In this article, we explain the Apache Log4Shell vulnerability in plain English, and give you some simple educational code that you can use safely and easily at home (or even directly on your own servers) in order to learn more.

Just to be clear up front: we’re not going to show you how to build a working exploit, or how set up the services you need in the cloud to deliver active payloads.

Instead, you will learn:

  • How vulnerabilities like this end up in software.
  • How the Log4Shell vulnerability works.
  • The various ways it can be abused.
  • How to use Apache’s suggested mitigations.
  • How to test your mitigations for effectiveness.
  • Where to go from here.

1. Improper input validation

The primary cause of Log4Shell, formally known as CVE-2021-44228, is what NIST calls improper input validation.

Loosely speaking, this means that you place too much trust in untrusted data that arrives from outsiders, and open up your software to sneaky tricks based on booby-trapped data.

If you’ve ever programmed in C, you’ll almost certainly have bumped into this sort of problem when using the printf() function (format string and print).

Normally, you use it something like this:


  int  printf(const char *format, ...);

  int  count; 
  char *name;

  /* print them out somewhat safely */

  print("The name %.20s appeared %d timesn",name,count);

You provide a hard-coded format string as the first argument, where %.20s means “print the next argument as a text string, but give up after 20 bytes just in case”, and %d means “take an integer and print it in decimal”.

It’s tempting also to use printf() when you want to print just a single string, like this, and you often see people making this mistake in code, especially if it’s written in a hurry:


   int  printf(const char *format, ...);

   /* printfhack.c */

   int main(int argc, char **argv) {
      /* print out first command-line argument */
      printf(argv[1]);    <-- use puts() or similar instead
      return 0;
   }

In this code, the user gets not only to choose the string to be printed out, but also to control the very formatting string that decides what to print.
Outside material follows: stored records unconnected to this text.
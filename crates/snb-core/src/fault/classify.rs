use std::{fmt, time::Duration};

use crate::errors::{ConnectionFault, TransportError};

/// Retry-after applied when a 429 arrives without a server hint.
pub const DEFAULT_RETRY_AFTER: Duration = Duration::from_secs(30);

/// Status reported for API errors whose shape we could not read.
pub const UNKNOWN_STATUS: u16 = 0;

/// Connection faults worth a polling backoff.
pub const RETRYABLE_POLLING_FAULTS: [ConnectionFault; 4] = [
    ConnectionFault::TimedOut,
    ConnectionFault::Reset,
    ConnectionFault::DnsNotFound,
    ConnectionFault::DnsRetry,
];

/// Bad Request descriptions meaning the message is gone or can never be deleted.
const PERMANENT_DELETE_MARKERS: [&str; 3] = [
    "message to delete not found",
    "message not found",
    "message can't be deleted",
];

#[derive(Clone, Debug, PartialEq, Eq)]
pub enum ErrorClassification {
    RateLimited { retry_after: Duration },
    Forbidden,
    BadRequest { description: String },
    UnknownTransport { status: u16 },
    NonTransport { fault: Option<ConnectionFault> },
}

/// Whether retrying an operation that failed this way can ever help.
#[derive(Clone, Copy, Debug, PartialEq, Eq)]
pub enum Disposition {
    Permanent,
    Transient,
}

/// Key under which occurrences are counted by the rate tracker.
#[derive(Clone, Copy, Debug, PartialEq, Eq, Hash)]
pub enum ErrorCode {
    RateLimited,
    Forbidden,
    BadRequest,
    UnknownTransport(u16),
    NonTransport,
}

impl fmt::Display for ErrorCode {
    fn fmt(&self, f: &mut fmt::Formatter<'_>) -> fmt::Result {
        match self {
            Self::RateLimited => f.write_str("rate_limited"),
            Self::Forbidden => f.write_str("forbidden"),
            Self::BadRequest => f.write_str("bad_request"),
            Self::UnknownTransport(status) => write!(f, "unknown_transport_{status}"),
            Self::NonTransport => f.write_str("non_transport"),
        }
    }
}

impl ErrorClassification {
    pub fn code(&self) -> ErrorCode {
        match self {
            Self::RateLimited { .. } => ErrorCode::RateLimited,
            Self::Forbidden => ErrorCode::Forbidden,
            Self::BadRequest { .. } => ErrorCode::BadRequest,
            Self::UnknownTransport { status } => ErrorCode::UnknownTransport(*status),
            Self::NonTransport { .. } => ErrorCode::NonTransport,
        }
    }

    /// Disposition of a failed *deletion*.
    ///
    /// Only Forbidden and the "message is gone" family of Bad Requests are
    /// permanent; everything else gets the retry budget.
    pub fn disposition(&self) -> Disposition {
        match self {
            Self::Forbidden => Disposition::Permanent,
            Self::BadRequest { description } if is_message_gone(description) => {
                Disposition::Permanent
            }
            Self::BadRequest { .. }
            | Self::RateLimited { .. }
            | Self::UnknownTransport { .. }
            | Self::NonTransport { .. } => Disposition::Transient,
        }
    }

    /// True for connection faults the polling layer should back off on.
    pub fn is_retryable_polling_fault(&self) -> bool {
        matches!(
            self,
            Self::NonTransport { fault: Some(f) } if RETRYABLE_POLLING_FAULTS.contains(f)
        )
    }
}

/// Classify a raw transport error. Total: every shape maps to a variant.
pub fn classify(err: &TransportError) -> ErrorClassification {
    match err {
        TransportError::Api {
            status,
            description,
            retry_after,
        } => match status {
            Some(403) => ErrorClassification::Forbidden,
            Some(429) => ErrorClassification::RateLimited {
                retry_after: retry_after.unwrap_or(DEFAULT_RETRY_AFTER),
            },
            Some(400) => ErrorClassification::BadRequest {
                description: description.clone(),
            },
            Some(other) => ErrorClassification::UnknownTransport { status: *other },
            None => ErrorClassification::UnknownTransport {
                status: UNKNOWN_STATUS,
            },
        },
        TransportError::Connection { fault, .. } => {
            ErrorClassification::NonTransport { fault: Some(*fault) }
        }
        TransportError::Other { .. } => ErrorClassification::NonTransport { fault: None },
    }
}

/// Map a Telegram error description to the HTTP-like status it came with.
///
/// Telegram prefixes descriptions with the status reason ("Bad Request: ...",
/// "Forbidden: ..."). Adapters that only see the description use this to
/// rebuild the status.
pub fn status_from_description(description: &str) -> Option<u16> {
    let d = description.trim_start();
    let prefixes: [(&str, u16); 6] = [
        ("Bad Request", 400),
        ("Unauthorized", 401),
        ("Forbidden", 403),
        ("Not Found", 404),
        ("Conflict", 409),
        ("Too Many Requests", 429),
    ];
    prefixes
        .iter()
        .find(|(prefix, _)| d.starts_with(prefix))
        .map(|(_, status)| *status)
}

fn is_message_gone(description: &str) -> bool {
    let lower = description.to_lowercase();
    PERMANENT_DELETE_MARKERS.iter().any(|m| lower.contains(m))
}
So if you ask this program to print hello, it will do exactly that, but if you ask it to print %X %X %X %X %X then you won’t see those characters in the output, because %X is actually a magic “format code” that tells printf() how to behave.
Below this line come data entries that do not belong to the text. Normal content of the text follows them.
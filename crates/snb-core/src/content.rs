//! Static content served by the commands: option groups for `/search`,
//! direct-match links, social links and snail facts.
//!
//! Built-in defaults can be replaced from a JSON file (`CATALOG_PATH`); any
//! section missing from the file keeps its default.

use std::{fs, path::Path};

use rand::seq::SliceRandom;
use serde::Deserialize;

use crate::Result;

#[derive(Clone, Debug, Deserialize, PartialEq, Eq)]
pub struct Link {
    pub name: String,
    #[serde(alias = "URL")]
    pub url: String,
}

#[derive(Clone, Debug, Deserialize, PartialEq, Eq)]
pub struct OptionGroup {
    pub name: String,
    pub options: Vec<Link>,
}

#[derive(Clone, Debug, Deserialize, PartialEq, Eq)]
#[serde(default)]
pub struct Catalog {
    pub objects: Vec<Link>,
    pub option_groups: Vec<OptionGroup>,
    pub socials: Vec<Link>,
    pub snail_facts: Vec<String>,
}

impl Default for Catalog {
    fn default() -> Self {
        Self {
            objects: Vec::new(),
            option_groups: default_option_groups(),
            socials: vec![
                link("Linktree", "https://linktr.ee/snailsnft"),
                link("Medium", "https://medium.com/@snailsnft/"),
                link(
                    "OmniFlix",
                    "https://omniflix.tv/channel/65182782e1c28773aa199c84",
                ),
                link("YouTube", "https://www.youtube.com/@SNAILS._/videos"),
            ],
            snail_facts: [
                "Snails can sleep for up to three years.",
                "A garden snail has thousands of tiny teeth on its radula.",
                "Snails are hermaphrodites: each one has both male and female organs.",
                "The slime trail helps snails glide and protects them from sharp edges.",
                "Most land snails have four tentacles; the upper pair carries the eyes.",
                "The giant African land snail can grow to about 20 cm long.",
            ]
            .into_iter()
            .map(str::to_string)
            .collect(),
        }
    }
}

impl Catalog {
    /// Load the catalog from `path`, or the built-in defaults when `None`.
    pub fn load(path: Option<&Path>) -> Result<Self> {
        let Some(path) = path else {
            return Ok(Self::default());
        };
        let raw = fs::read_to_string(path)?;
        Ok(serde_json::from_str(&raw)?)
    }

    /// Exact, case-insensitive match against the direct-link table.
    pub fn find_object(&self, query: &str) -> Option<&Link> {
        self.objects
            .iter()
            .find(|o| o.name.eq_ignore_ascii_case(query.trim()))
    }

    pub fn find_group(&self, query: &str) -> Option<&OptionGroup> {
        self.option_groups
            .iter()
            .find(|g| g.name.eq_ignore_ascii_case(query.trim()))
    }

    pub fn option(&self, group: &str, index: usize) -> Option<&Link> {
        self.find_group(group)?.options.get(index)
    }

    pub fn random_fact(&self) -> Option<&str> {
        self.snail_facts
            .choose(&mut rand::thread_rng())
            .map(String::as_str)
    }
}

/// Callback payload of an option button: which group, which option, and who
/// may press it.
#[derive(Clone, Debug, PartialEq, Eq)]
pub struct OptionSelection {
    pub group: String,
    pub index: usize,
    pub initiator: i64,
}

const OPTION_PREFIX: &str = "option_";

impl OptionSelection {
    pub fn encode(&self) -> String {
        format!(
            "{OPTION_PREFIX}{}_{}_{}",
            self.group, self.index, self.initiator
        )
    }

    /// Parse `option_{group}_{index}_{initiator}`. The group may itself
    /// contain underscores; index and initiator are taken from the right.
    pub fn decode(data: &str) -> Option<Self> {
        let rest = data.strip_prefix(OPTION_PREFIX)?;
        let mut parts = rest.rsplitn(3, '_');
        let initiator = parts.next()?.parse::<i64>().ok()?;
        let index = parts.next()?.parse::<usize>().ok()?;
        let group = parts.next()?;
        if group.is_empty() {
            return None;
        }
        Some(Self {
            group: group.to_string(),
            index,
            initiator,
        })
    }
}

/// Wrap a snail fact in one of a few greetings, picked at random.
pub fn fact_greeting(name: &str, fact: &str) -> String {
    const TEMPLATES: [&str; 4] = [
        "🐌 Hey {name}, did you know? {fact}",
        "🐌 Hello {name}! Here's a cool snail fact: {fact}",
        "🐌 Fun fact for you, {name}: {fact}",
        "🐌 {name}, check out this snail fact: {fact}",
    ];
    let template = TEMPLATES
        .choose(&mut rand::thread_rng())
        .copied()
        .unwrap_or(TEMPLATES[0]);
    template.replace("{name}", name).replace("{fact}", fact)
}

/// Command list shown by `/help` and in the welcome message.
pub const COMMAND_LIST: &str = "/help - Get help with using the bot\n\
/search [query] - Search for an object\n\
/snails - Get a random snail fact\n\
/socials - Get our social media links";

fn link(name: &str, url: &str) -> Link {
    Link {
        name: name.to_string(),
        url: url.to_string(),
    }
}

fn group(name: &str, options: &[(&str, &str)]) -> OptionGroup {
    OptionGroup {
        name: name.to_string(),
        options: options.iter().map(|(n, u)| link(n, u)).collect(),
    }
}

fn default_option_groups() -> Vec<OptionGroup> {
    vec![
        group(
            "staking",
            &[
                ("Staking Platforms", "https://omniflix.tv/iv/657ccb6bd661a858ffc70aed"),
                ("Stake ATOM Using Keplr", "https://medium.com/@snailsnft/stake-atom-using-keplr-f13f277089b4"),
                ("Stake ATOM using Cosmostation", "https://medium.com/@snailsnft/stake-atom-using-cosmostation-c66276aaa13a"),
            ],
        ),
        group(
            "Wallets",
            &[
                ("Leap Snaps", "https://omniflix.tv/iv/657ccf58d661a858ffc71434"),
                ("Keplr", "https://omniflix.tv/iv/657ccf58d661a858ffc71434"),
            ],
        ),
        group(
            "Bridge",
            &[("Squid Router", "https://omniflix.tv/iv/657ccf08d661a858ffc712bb")],
        ),
        group(
            "Slime",
            &[
                ("Crypto Dungeon", "https://omniflix.tv/iv/6780721530410bfd64fb4eb5"),
                ("NFT Nashville", "https://omniflix.tv/iv/6706ad7bb36f71b560a587db"),
                ("AEZ", "https://omniflix.tv/iv/66ce3cb54b00063ef5920bb2"),
            ],
        ),
        group(
            "Technical",
            &[
                ("Sentry Node", "https://medium.com/@snailsnft/sentry-node-array-tutorial-c9401c3d3ff3"),
                ("FAQ - Node & Validator", "https://medium.com/@snailsnft/faq-node-validator-73cf5380b1ad"),
            ],
        ),
        group(
            "Secret",
            &[
                ("Secret Overview", "https://omniflix.tv/iv/65b65696c65a434875168589"),
                ("Shade Protocol", "https://omniflix.tv/iv/65a7d92a59f3c03dc394e3be"),
            ],
        ),
        group(
            "Atom",
            &[
                ("The Future of the ATOM Economic Zone", "https://medium.com/@snailsnft/the-future-of-the-atom-economic-zone-b3396347fb56"),
                ("AEZ SLIME. Time Challenge", "https://omniflix.tv/iv/66ce3cb54b00063ef5920bb2"),
                ("Entering the Cosmos", "https://medium.com/@snailsnft/entering-the-cosmos-ecosystem-a70f1c5bf4a3"),
            ],
        ),
        group(
            "DVPN",
            &[("Meile", "https://omniflix.tv/iv/657cd383d661a858ffc71dec")],
        ),
    ]
}
/// Escape text for Telegram's HTML parse mode.
pub fn escape_html(text: &str) -> String {
    let mut out = String::with_capacity(text.len());
    for c in text.chars() {
        match c {
            '&' => out.push_str("&amp;"),
            '<' => out.push_str("&lt;"),
            '>' => out.push_str("&gt;"),
            '"' => out.push_str("&quot;"),
            _ => out.push(c),
        }
    }
    out
}

/// Clickable mention of a user, for HTML parse mode.
pub fn mention_html(user_id: i64, name: &str) -> String {
    format!(
        "<a href=\"tg://user?id={user_id}\">{}</a>",
        escape_html(name)
    )
}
The special text %X means “get the next value off the program stack and print out its raw value in hexadecimal”.

So a malcontented user who can trick your little program into printing an apparently harmless string of %Xs will actually see something like this:


   C:Usersduck> printfhack.exe "%X %X %X %X %X"
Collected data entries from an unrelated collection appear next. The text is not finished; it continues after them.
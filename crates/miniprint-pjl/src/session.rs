// SPDX-License-Identifier: PMPL-1.0-or-later
// Copyright (c) 2026 Jonathan D.A. Jewell (hyperpolymath) <jonathan.jewell@open.ac.uk>
//
// One emulated printer conversation.
//
// A `Session` owns an accepted connection for its whole life:
//
// ```text
// Accepted --> Active --(read, frame, dispatch, write)--> Active
//                 |
//                 +--(timeout | EOF | read error | bad UTF-8 | empty | write error)--> Closed
// ```
//
// The session builds its own `Printer` (identity snapshot and a fresh virtual
// volume) so nothing a client does is visible to any other connection.  All
// observations go to the injected `EventSink`.

use std::net::SocketAddr;
use std::sync::Arc;
use std::time::Duration;

use tokio::io::{AsyncRead, AsyncReadExt, AsyncWrite, AsyncWriteExt};
use uuid::Uuid;

use miniprint_core::config::ServerConfig;
use miniprint_core::types::PrinterIdentity;

use crate::dispatcher::{Dispatcher, Printer};
use crate::events::{CloseReason, EventRecord, EventSink, SessionEvent};
use crate::framer;

// ---------------------------------------------------------------------------
// Shared context
// ---------------------------------------------------------------------------

/// Everything a new session needs from the listener.  Read-only and shared.
#[derive(Clone)]
pub struct SessionContext {
    pub identity: PrinterIdentity,
    pub idle_timeout: Duration,
    pub recv_buffer_size: usize,
    pub dispatcher: Arc<Dispatcher>,
    pub sink: Arc<dyn EventSink>,
}

impl SessionContext {
    /// Context for the standard verb set.
    pub fn new(config: &ServerConfig, sink: Arc<dyn EventSink>) -> Self {
        Self {
            identity: config.identity.clone(),
            idle_timeout: config.idle_timeout(),
            recv_buffer_size: config.recv_buffer_size.max(1),
            dispatcher: Arc::new(Dispatcher::standard()),
            sink,
        }
    }

    pub fn with_dispatcher(mut self, dispatcher: Dispatcher) -> Self {
        self.dispatcher = Arc::new(dispatcher);
        self
    }

    pub fn with_idle_timeout(mut self, idle_timeout: Duration) -> Self {
        self.idle_timeout = idle_timeout;
        self
    }
}

// ---------------------------------------------------------------------------
// Session
// ---------------------------------------------------------------------------

/// Where a session is in its lifecycle.
#[derive(Debug, Clone, PartialEq, Eq)]
pub enum SessionState {
    Accepted,
    Active,
    Closed(CloseReason),
}

pub struct Session<S> {
    id: Uuid,
    peer: SocketAddr,
    stream: S,
    printer: Printer,
    idle_timeout: Duration,
    recv_buffer_size: usize,
    dispatcher: Arc<Dispatcher>,
    sink: Arc<dyn EventSink>,
    state: SessionState,
    requests: u64,
}

impl<S> Session<S>
where
    S: AsyncRead + AsyncWrite + Unpin,
{
    pub fn new(stream: S, peer: SocketAddr, context: &SessionContext) -> Self {
        Self {
            id: Uuid::new_v4(),
            peer,
            stream,
            printer: Printer::new(context.identity.clone()),
            idle_timeout: context.idle_timeout,
            recv_buffer_size: context.recv_buffer_size,
            dispatcher: Arc::clone(&context.dispatcher),
            sink: Arc::clone(&context.sink),
            state: SessionState::Accepted,
            requests: 0,
        }
    }

    pub fn id(&self) -> Uuid {
        self.id
    }

    pub fn state(&self) -> &SessionState {
        &self.state
    }

    /// Serve the connection until it closes.  The stream is dropped on return.
    pub async fn run(mut self) -> CloseReason {
        self.emit(SessionEvent::ConnectionOpened);
        self.state = SessionState::Active;

        let mut buf = vec![0u8; self.recv_buffer_size];
        let reason = loop {
            if let Err(reason) = self.serve_request(&mut buf).await {
                break reason;
            }
        };

        self.state = SessionState::Closed(reason.clone());
        self.emit(SessionEvent::ConnectionClosed {
            reason: reason.clone(),
            requests: self.requests,
        });
        reason
    }

    /// One receive / frame / dispatch / respond round.  `Err` ends the
    /// session.
    async fn serve_request(&mut self, buf: &mut [u8]) -> Result<(), CloseReason> {
        let read = tokio::time::timeout(self.idle_timeout, self.stream.read(buf)).await;
        let n = match read {
            Err(_elapsed) => return Err(CloseReason::IdleTimeout),
            Ok(Err(e)) => return Err(CloseReason::ReceiveError(e.to_string())),
            Ok(Ok(0)) => return Err(CloseReason::ClientClosed),
            Ok(Ok(n)) => n,
        };
        let data = &buf[..n];
        self.emit(SessionEvent::request(data));

        let request = framer::decode(data).map_err(|e| CloseReason::DecodeError(e.to_string()))?;
        let commands = self.dispatcher.frame(request);
        if commands.is_empty() {
            return Err(CloseReason::EmptyRequest);
        }

        let response = self
            .dispatcher
            .dispatch(&commands, &self.printer, &mut |event| self.emit(event));

        self.stream
            .write_all(response.as_bytes())
            .await
            .map_err(|e| CloseReason::SendError(e.to_string()))?;
        self.stream
            .flush()
            .await
            .map_err(|e| CloseReason::SendError(e.to_string()))?;

        self.requests += 1;
        self.emit(SessionEvent::response(&response));
        Ok(())
    }

    fn emit(&self, event: SessionEvent) {
        self.sink
            .record(&EventRecord::new(self.id, self.peer, event));
    }
}

// ---------------------------------------------------------------------------
// Tests
// ---------------------------------------------------------------------------

#[cfg(test)]
mod tests {
    use tokio::io::DuplexStream;

    use super::*;
    use crate::dispatcher::HandlerError;
    use crate::events::MemorySink;
    use crate::framer::Command;

    fn peer() -> SocketAddr {
        "198.51.100.23:51515".parse().unwrap()
    }

    fn context(sink: Arc<MemorySink>) -> SessionContext {
        SessionContext::new(&ServerConfig::default(), sink)
    }

    /// Start a session on one end of an in-memory pipe and hand back the
    /// other end.
    fn spawn_session(
        context: SessionContext,
    ) -> (DuplexStream, tokio::task::JoinHandle<CloseReason>) {
        let (client, server) = tokio::io::duplex(16 * 1024);
        let session = Session::new(server, peer(), &context);
        assert_eq!(session.state(), &SessionState::Accepted);
        (client, tokio::spawn(session.run()))
    }

    async fn roundtrip(client: &mut DuplexStream, request: &[u8], expected: &str) {
        client.write_all(request).await.unwrap();
        let mut reply = vec![0u8; expected.len()];
        client.read_exact(&mut reply).await.unwrap();
        assert_eq!(String::from_utf8(reply).unwrap(), expected);
    }

    #[tokio::test]
    async fn answers_info_id_then_closes_on_eof() {
        let sink = Arc::new(MemorySink::new());
        let (mut client, handle) = spawn_session(context(sink.clone()));

        roundtrip(
            &mut client,
            b"\x1b%-12345X@PJL INFO ID\r\n",
            "@PJL INFO ID\r\nhp LaserJet 4200\r\n\r\n",
        )
        .await;
        drop(client);

        assert_eq!(handle.await.unwrap(), CloseReason::ClientClosed);

        let events = sink.events();
        assert_eq!(events.first(), Some(&SessionEvent::ConnectionOpened));
        assert!(matches!(events[1], SessionEvent::RequestReceived { bytes: 23, .. }));
        assert!(matches!(events[2], SessionEvent::ResponseSent { .. }));
        assert_eq!(
            events.last(),
            Some(&SessionEvent::ConnectionClosed {
                reason: CloseReason::ClientClosed,
                requests: 1,
            })
        );
    }

    #[tokio::test]
    async fn every_record_carries_the_session_id() {
        let sink = Arc::new(MemorySink::new());
        let (client, server) = tokio::io::duplex(1024);
        let session = Session::new(server, peer(), &context(sink.clone()));
        let id = session.id();
        drop(client);
        session.run().await;

        let records = sink.records();
        assert_eq!(records.len(), 2);
        assert!(records.iter().all(|r| r.session_id == id && r.peer == peer()));
    }

    #[tokio::test]
    async fn serves_several_requests_on_one_connection() {
        let sink = Arc::new(MemorySink::new());
        let (mut client, handle) = spawn_session(context(sink.clone()));

        roundtrip(
            &mut client,
            b"@PJL FSQUERY NAME=\"0:\\PJL\"\r\n",
            "@PJL FSQUERY NAME=\"0:\\PJL\" TYPE=DIR\r\n",
        )
        .await;
        roundtrip(
            &mut client,
            b"@PJL FSQUERY NAME=\"0:\\nonexistent\"\r\n",
            "@PJL FSQUERY \r\n",
        )
        .await;
        roundtrip(&mut client, b"@PJL ECHO hello@PJL USTATUSOFF", "@PJL ECHO hello").await;
        drop(client);

        handle.await.unwrap();
        assert_eq!(
            sink.events().last(),
            Some(&SessionEvent::ConnectionClosed {
                reason: CloseReason::ClientClosed,
                requests: 3,
            })
        );
    }

    #[tokio::test]
    async fn idle_connection_times_out_without_reply() {
        let sink = Arc::new(MemorySink::new());
        let ctx = context(sink.clone()).with_idle_timeout(Duration::from_millis(50));
        let (mut client, handle) = spawn_session(ctx);

        assert_eq!(handle.await.unwrap(), CloseReason::IdleTimeout);

        // The server end is gone and nothing was ever written.
        let mut buf = Vec::new();
        let n = client.read_to_end(&mut buf).await.unwrap();
        assert_eq!(n, 0);
        assert!(!sink
            .events()
            .iter()
            .any(|e| matches!(e, SessionEvent::ResponseSent { .. })));
    }

    #[tokio::test]
    async fn empty_request_closes_session() {
        let sink = Arc::new(MemorySink::new());
        let (mut client, handle) = spawn_session(context(sink.clone()));

        client.write_all(b"\x1b%-12345X\r\n").await.unwrap();
        assert_eq!(handle.await.unwrap(), CloseReason::EmptyRequest);

        let mut buf = Vec::new();
        assert_eq!(client.read_to_end(&mut buf).await.unwrap(), 0);
    }

    #[tokio::test]
    async fn invalid_utf8_is_fatal_but_recorded() {
        let sink = Arc::new(MemorySink::new());
        let (mut client, handle) = spawn_session(context(sink.clone()));

        client.write_all(&[b'@', 0xff, 0xfe, b'\n']).await.unwrap();
        assert!(matches!(handle.await.unwrap(), CloseReason::DecodeError(_)));

        let events = sink.events();
        assert!(matches!(events[1], SessionEvent::RequestReceived { bytes: 4, .. }));
    }

    #[tokio::test]
    async fn faults_and_unknown_verbs_keep_session_open() {
        let sink = Arc::new(MemorySink::new());
        let (mut client, handle) = spawn_session(context(sink.clone()));

        // Nothing to send back, but the session must survive.
        client
            .write_all(b"@PJL FSQUERY\r\n@PJL SET COPIES=2\r\n")
            .await
            .unwrap();
        roundtrip(
            &mut client,
            b"@PJL INFO STATUS\r\n",
            "@PJL INFO STATUS\r\nCODE=10001\r\nDISPLAY=Ready\r\nONLINE=TRUE\r\n",
        )
        .await;
        drop(client);
        handle.await.unwrap();

        let events = sink.events();
        assert!(events
            .iter()
            .any(|e| matches!(e, SessionEvent::HandlerError { verb, .. } if verb == "FSQUERY")));
        assert!(events
            .iter()
            .any(|e| matches!(e, SessionEvent::CommandUnknown { verb, .. } if verb == "SET")));
    }

    #[tokio::test]
    async fn panicking_handler_keeps_session_alive() {
        fn handle_broken(_: &Command, _: &Printer) -> Result<String, HandlerError> {
            let trays: Vec<u32> = Vec::new();
            Ok(format!("TRAYS={}", trays[0]))
        }

        let mut dispatcher = Dispatcher::standard();
        dispatcher.register("INFO CONFIG", handle_broken);
        let sink = Arc::new(MemorySink::new());
        let (mut client, handle) =
            spawn_session(context(sink.clone()).with_dispatcher(dispatcher));

        roundtrip(
            &mut client,
            b"@PJL INFO CONFIG\r\n@PJL INFO ID\r\n",
            "@PJL INFO ID\r\nhp LaserJet 4200\r\n\r\n",
        )
        .await;
        roundtrip(&mut client, b"@PJL ECHO again", "@PJL ECHO again").await;
        drop(client);

        assert_eq!(handle.await.unwrap(), CloseReason::ClientClosed);
        let events = sink.events();
        assert!(events
            .iter()
            .any(|e| matches!(e, SessionEvent::HandlerError { verb, .. } if verb == "INFO CONFIG")));
        assert_eq!(
            events.last(),
            Some(&SessionEvent::ConnectionClosed {
                reason: CloseReason::ClientClosed,
                requests: 2,
            })
        );
    }

    #[tokio::test]
    async fn sessions_do_not_share_state() {
        let sink = Arc::new(MemorySink::new());
        let ctx = context(sink);
        let (mut a, ha) = spawn_session(ctx.clone());
        let (mut b, hb) = spawn_session(ctx);

        // Attempted mutation in one session is invisible everywhere.
        a.write_all(b"@PJL FSMKDIR NAME=\"0:\\owned\"\r\n").await.unwrap();
        roundtrip(
            &mut b,
            b"@PJL FSQUERY NAME=\"0:\\owned\"\r\n",
            "@PJL FSQUERY \r\n",
        )
        .await;
        roundtrip(
            &mut a,
            b"@PJL FSQUERY NAME=\"0:\\owned\"\r\n",
            "@PJL FSQUERY \r\n",
        )
        .await;

        drop(a);
        drop(b);
        ha.await.unwrap();
        hb.await.unwrap();
    }

    #[tokio::test]
    async fn small_read_buffer_splits_batches() {
        let sink = Arc::new(MemorySink::new());
        let mut ctx = context(sink.clone());
        ctx.recv_buffer_size = 16;
        let (mut client, handle) = spawn_session(ctx);

        // Each 16-byte read frames independently.
        client.write_all(b"@PJL ECHO abcdef@PJL ECHO 123456").await.unwrap();
        let mut reply = vec![0u8; 32];
        client.read_exact(&mut reply).await.unwrap();
        assert_eq!(reply, b"@PJL ECHO abcdef@PJL ECHO 123456");
        drop(client);
        handle.await.unwrap();
    }
}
   155FA30 1565940 B4E090 B4FCB0 4D110A

As it happens, the fifth and last value in the output above, sneakily sucked in from from the program stack, is the return address to which the program jumps after doing the printf()

…so the value 0x00000000004D110A gives away where the program code is loaded into memory, and thus breaks the security provided by ASLR (address space layout randomisation).

Software should never permit untrusted users to use untrusted data to manipulate how that very data gets handled.

Otherwise, data misuse of this sort could result.